Il est également essentiel que ces commentaires soient clairement identifiables comme étant liés aux activités officielles menées par l'association afin que celle-ci puisse être tenue responsable juridiquement.
SOLUTION EN L'ESPÈCE : Dans cette affaire précise, bien que certains commentaires soient inacceptables et puissent refléter une idéologie extrémiste, il n'est pas établi que ces propos aient été encouragés ou repris par le Collectif lui-même.

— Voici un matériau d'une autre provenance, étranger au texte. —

//! Unidirectional path tracer with next-event estimation and Russian roulette.

use std::f32::consts::TAU;

use crate::grid::{Material, VoxelGrid};
use crate::scene::SceneConfig;
use crate::trace::{dda_traverse, Camera, DIS_LIMIT, MARCH_EPS};
use crate::util::{IVec3, PathRng, Ray, UVec2, Vec2, Vec3, INF};

/// Maximum bounces per path.
pub const MAX_DEPTH: u32 = 4;

/// Distance secondary rays start above the surface they leave.
pub const SURFACE_OFFSET: f32 = 4.0 * MARCH_EPS;

/// Color of the highlighted selection voxel.
pub const HIGHLIGHT_COLOR: Vec3 = Vec3::new(1.0, 0.65, 0.0);

/// Closest surface along a ray.
#[derive(Clone, Copy, Debug, PartialEq)]
pub struct SurfaceHit {
    pub distance: f32,
    pub normal: Vec3,
    pub color: Vec3,
    pub emissive: bool,
}

/// Read-only view of everything a path needs.
#[derive(Clone, Copy)]
pub struct TraceContext<'a> {
    pub grid: &'a VoxelGrid,
    pub config: &'a SceneConfig,
    /// Cell drawn highlighted, with its emissive state inverted.
    pub highlight: Option<IVec3>,
}

/// Outline factor for a point on the surface of `voxel`.
///
/// Points within `edges` of at least two cell faces count as on an edge.
fn edge_factor(p: Vec3, voxel: IVec3, dx: f32, edges: f32) -> f32 {
    let local = (p / dx - voxel.as_vec3()).clamp(Vec3::ZERO, Vec3::ONE);
    let near = (0..3)
        .filter(|&i| local[i] < edges || local[i] > 1.0 - edges)
        .count();
    if near >= 2 {
        1.0
    } else {
        0.0
    }
}

impl<'a> TraceContext<'a> {
    pub fn new(grid: &'a VoxelGrid, config: &'a SceneConfig) -> Self {
        Self {
            grid,
            config,
            highlight: None,
        }
    }

    pub fn with_highlight(mut self, highlight: Option<IVec3>) -> Self {
        self.highlight = highlight;
        self
    }

    /// Nearest of the voxel, backdrop and floor hits; voxels win ties. `None` is sky.
    pub fn next_hit(&self, origin: Vec3, dir: Vec3) -> Option<SurfaceHit> {
        let voxel = dda_traverse(origin, dir, self.grid);
        let mut closest = voxel.hit.then(|| {
            let mut color = voxel.color;
            let mut emissive = voxel.material == Material::Emissive;
            let edges = self.config.voxel_edges;
            if edges > 0.0 {
                let p = origin + dir * voxel.distance;
                let f = edge_factor(p, voxel.voxel, self.grid.voxel_dx(), edges);
                color *= 1.3 - 1.2 * f;
            }
            if self.highlight == Some(voxel.voxel) {
                color = HIGHLIGHT_COLOR;
                emissive = !emissive;
            }
            SurfaceHit {
                distance: voxel.distance,
                normal: voxel.normal,
                color,
                emissive,
            }
        });
        let limit = |c: &Option<SurfaceHit>| c.map_or(INF, |h| h.distance);

        if let Some(backdrop) = self.config.backdrop {
            if dir.z != 0.0 {
                let t = (backdrop.z - origin.z) / dir.z;
                if t > 0.0 && t < limit(&closest) {
                    closest = Some(SurfaceHit {
                        distance: t,
                        normal: Vec3::Z,
                        color: backdrop.color,
                        emissive: false,
                    });
                }
            }
        }

        let floor_dist = self.config.floor.ray_march(origin, dir);
        if floor_dist < DIS_LIMIT && floor_dist < limit(&closest) {
            let p = origin + dir * floor_dist;
            closest = Some(SurfaceHit {
                distance: floor_dist,
                normal: self.config.floor.normal(p),
                color: self.config.floor_color,
                emissive: false,
            });
        }
        closest
    }

    /// Distance to the first occluder, `INF` when the ray escapes.
    fn occlusion(&self, origin: Vec3, dir: Vec3) -> f32 {
        self.next_hit(origin, dir).map_or(INF, |h| h.distance)
    }

    /// Radiance carried back along `ray`.
    pub fn trace_path(&self, ray: Ray, rng: &mut PathRng) -> Vec3 {
        let light = &self.config.light;
        let mut contrib = Vec3::ZERO;
        let mut throughput = Vec3::ONE;
        let mut pos = ray.origin;
        let mut dir = ray.dir;

        for _ in 0..MAX_DEPTH {
            let Some(hit) = self.next_hit(pos, dir) else {
                contrib += throughput * self.config.background;
                break;
            };
            if hit.emissive {
                contrib += throughput * hit.color;
                break;
            }

            throughput *= hit.color;
            pos = spawn_point(pos + dir * hit.distance, hit.normal);

            let to_light = (light.direction + rng.centered_vec3() * light.noise).normalize_or_zero();
            let cos = to_light.dot(hit.normal);
            if cos > 0.0 && self.occlusion(pos, to_light) > DIS_LIMIT {
                contrib += throughput * light.color * cos;
            }

            dir = cosine_hemisphere(hit.normal, rng);
            match russian_roulette(throughput, rng.next_f32()) {
                Some(t) => throughput = t,
                None => break,
            }
        }

        if contrib.is_finite() {
            contrib
        } else {
            tracing::trace!(?contrib, "dropping non-finite sample");
            Vec3::ZERO
        }
    }

    /// One jittered camera sample for `pixel` in pass `pass`.
    pub fn sample_pixel(&self, camera: &Camera, resolution: UVec2, pixel: UVec2, pass: u64) -> Vec3 {
        let mut rng = PathRng::for_path(self.config.seed, pixel.x, pixel.y, pass);
        let jitter = Vec2::new(rng.next_f32(), rng.next_f32());
        let ray = camera.primary_ray(pixel, jitter, resolution);
        self.trace_path(ray, &mut rng)
    }
}

/// Origin for rays leaving a surface at `p`.
///
/// Lifted well past the floor's march epsilon so shadow and bounce rays do not
/// rediscover the surface they start on.
#[inline]
pub fn spawn_point(p: Vec3, normal: Vec3) -> Vec3 {
    p + normal * SURFACE_OFFSET
}

/// Cosine-weighted direction about `normal`: the normal plus a uniform unit vector.
pub fn cosine_hemisphere(normal: Vec3, rng: &mut PathRng) -> Vec3 {
    let z = 1.0 - 2.0 * rng.next_f32();
    let r = (1.0 - z * z).max(0.0).sqrt();
    let phi = TAU * rng.next_f32();
    let unit = Vec3::new(r * phi.cos(), r * phi.sin(), z);
    (normal + unit).normalize_or(normal)
}

/// Survive with probability `max(throughput)`, rescaled so the estimate stays unbiased.
///
/// `u` is uniform in [0, 1). Returns `None` when the path ends.
pub fn russian_roulette(throughput: Vec3, u: f32) -> Option<Vec3> {
    let p = throughput.max_element();
    if p <= 0.0 || !p.is_finite() || u > p {
        return None;
    }
    Some(throughput / p)
}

De plus, aucune modération n'a été mise en place malgré plusieurs alertes ; cela pourrait cependant être interprété comme une négligence plutôt qu'une complicité active avec ces discours haineux.

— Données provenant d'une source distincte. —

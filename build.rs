fn main() {
    let now = time::OffsetDateTime::now_utc();
    let date_fmt = time::format_description::parse("[month repr:short] [day padding:space] [year]")
        .expect("valid date format");
    let time_fmt = time::format_description::parse("[hour]:[minute]:[second]")
        .expect("valid time format");

    let date = std::env::var("VOXTRACE_BUILD_DATE")
        .unwrap_or_else(|_| now.format(&date_fmt).unwrap_or_else(|_| "unknown".to_string()));
    let time = std::env::var("VOXTRACE_BUILD_TIME")
        .unwrap_or_else(|_| now.format(&time_fmt).unwrap_or_else(|_| "unknown".to_string()));

    println!("cargo:rustc-env=VOXTRACE_BUILD_DATE={}", date);
    println!("cargo:rustc-env=VOXTRACE_BUILD_TIME={}", time);
    println!("cargo:rerun-if-env-changed=VOXTRACE_BUILD_DATE");
    println!("cargo:rerun-if-env-changed=VOXTRACE_BUILD_TIME");
}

Ainsi, bien que ces commentaires aient pu contribuer à créer un climat défavorable autour du Collectif, ils ne semblent pas constituer un motif suffisant pour justifier sa dissolution selon les critères juridiques établis par la jurisprudence française récente.

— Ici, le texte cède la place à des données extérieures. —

//! Picking and editing through the renderer.

use std::sync::Arc;

use voxtrace::prelude::*;

const RES: u32 = 21;

/// Renderer looking straight down -Z at the center of `cell`.
fn facing(cell: IVec3) -> Renderer {
    let grid = Arc::new(SharedGrid::default());
    let dx = grid.read().voxel_dx();
    let target = (cell.as_vec3() + 0.5) * dx;
    let camera = Camera::new(target + Vec3::new(0.0, 0.0, 0.1), target);
    Renderer::new(grid, RES, RES).with_camera(camera)
}

fn center() -> UVec2 {
    UVec2::splat(RES / 2)
}

#[test]
fn test_pick_then_stack_voxels() {
    let base = IVec3::new(4, 4, -3);
    let mut r = facing(base);
    assert_eq!(r.raycast_voxel_grid(center(), true), None);

    r.set_voxel(base, Material::Diffuse, Vec3::ONE);
    assert_eq!(r.raycast_voxel_grid(center(), true), Some(base));

    // Place into the empty neighbour facing the camera, twice
    for step in 1..=2 {
        let spot = r.raycast_voxel_grid(center(), false).expect("empty neighbour");
        assert_eq!(spot, base + IVec3::Z * step);
        r.set_voxel(spot, Material::Diffuse, Vec3::ONE);
    }
    assert_eq!(r.raycast_voxel_grid(center(), true), Some(base + IVec3::Z * 2));
    assert_eq!(r.grid().read().non_empty_count(), 3);
}

#[test]
fn test_pick_delete_and_recolor() {
    let cell = IVec3::new(-2, 0, 5);
    let mut r = facing(cell);
    r.set_voxel(cell, Material::Emissive, Vec3::new(1.0, 0.5, 0.0));
    r.accumulate();

    let hit = r.raycast_voxel_grid(center(), true).unwrap();
    r.set_voxel_color(hit, Vec3::new(0.0, 0.0, 1.0));
    assert_eq!(r.samples(), 0);
    assert_eq!(r.get_voxel_color(hit), Vec3::new(0.0, 0.0, 1.0));

    r.delete_voxel(hit);
    assert_eq!(r.raycast_voxel_grid(center(), true), None);
    // Color survives deletion
    assert_eq!(r.get_voxel_color(hit), Vec3::new(0.0, 0.0, 1.0));
}

#[test]
fn test_highlight_changes_image() {
    let cell = IVec3::ZERO;
    let mut r = facing(cell);
    r.set_voxel(cell, Material::Diffuse, Vec3::splat(0.5));
    r.accumulate();
    let plain = r.fetch_image();

    r.set_highlight(Some(cell));
    r.accumulate();
    let lit = r.fetch_image();

    // Highlight is drawn as an orange light with no blue
    let c = center();
    assert!(plain.pixel(c.x, c.y).z > 0.0);
    assert_eq!(lit.pixel(c.x, c.y).z, 0.0);
    assert!(lit.pixel(c.x, c.y).x > 0.9);
}

#[test]
fn test_grid_built_before_wrapping_is_visible() {
    let cell = IVec3::ZERO;
    let mut grid = VoxelGrid::default();
    grid.set_voxel(cell, Material::Emissive, Vec3::ONE);
    let dx = grid.voxel_dx();

    let target = (cell.as_vec3() + 0.5) * dx;
    let camera = Camera::new(target + Vec3::new(0.0, 0.0, 0.1), target);
    let mut r = Renderer::new(Arc::new(SharedGrid::new(grid)), RES, RES).with_camera(camera);

    assert_eq!(r.raycast_voxel_grid(center(), true), Some(cell));
    r.accumulate();
    let c = center();
    // White emitter fills the center pixel
    assert!(r.fetch_image().pixel(c.x, c.y).min_element() > 0.9);
}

CONCLUSION : Les commentaires laissés par certains internautes ne devraient pas constituer un motif suffisant pour justifier la dissolution du Collectif Les Ouïghours vivront !
VI. Violation potentielle des articles 10 et 11 de la Convention européenne des droits de l'Homme
FAITS : La dissolution du Collectif pourrait être perçue comme une restriction excessive aux libertés fondamentales garanties par les articles 10 et 11 La CEDH.
PROBLÈME DE DROIT : Cette dissolution viole-t-elle les articles 10 et 11 La CEDH ?
SOLUTION EN DROIT : Les articles 10 et 11 La CEDH garantissent respectivement le droit à la liberté d'expression et celui à la liberté d'association. Ces droits peuvent faire l'objet de restrictions mais uniquement si celles-ci sont prévues par la loi et nécessaires dans une société démocratique pour protéger notamment l'ordre public ou les droits d'autrui.
Pour qu'une restriction soit considérée comme légitime selon ces articles, elle doit répondre à trois critères cumulatifs : elle doit avoir une base légale claire ; elle doit viser un objectif légitime ; enfin elle doit être proportionnée au but recherché.
L'appréciation judiciaire se fonde donc sur ces critères afin d'évaluer si une mesure telle qu'une dissolution est réellement justifiée dans un État démocratique où les libertés fondamentales doivent être protégées avec rigueur.
SOLUTION EN L'ESPÈCE : Dans cette situation particulière où le Collectif agit principalement dans un cadre pacifique visant à défendre une cause humanitaire sans incitation explicite à commettre des actes illégaux ou violents, il apparaît difficilement justifiable qu'une mesure aussi radicale que celle prononçant sa dissolution puisse être considérée comme proportionnée face aux objectifs visés par ses actions militantes.
Ainsi, cette décision pourrait constituer une violation manifeste des articles 10 et 11 La CEDH car elle restreint excessivement les libertés fondamentales sans justification adéquate ni proportionnalité avérée entre les moyens employés et les fins poursuivies par cette mesure administrative coercitive.
CONCLUSION : La dissolution du Collectif Les Ouïghours vivront ! pourrait constituer une violation des articles 10 et 11 La CEDH en raison d'une restriction excessive aux libertés fondamentales garanties par ces dispositions.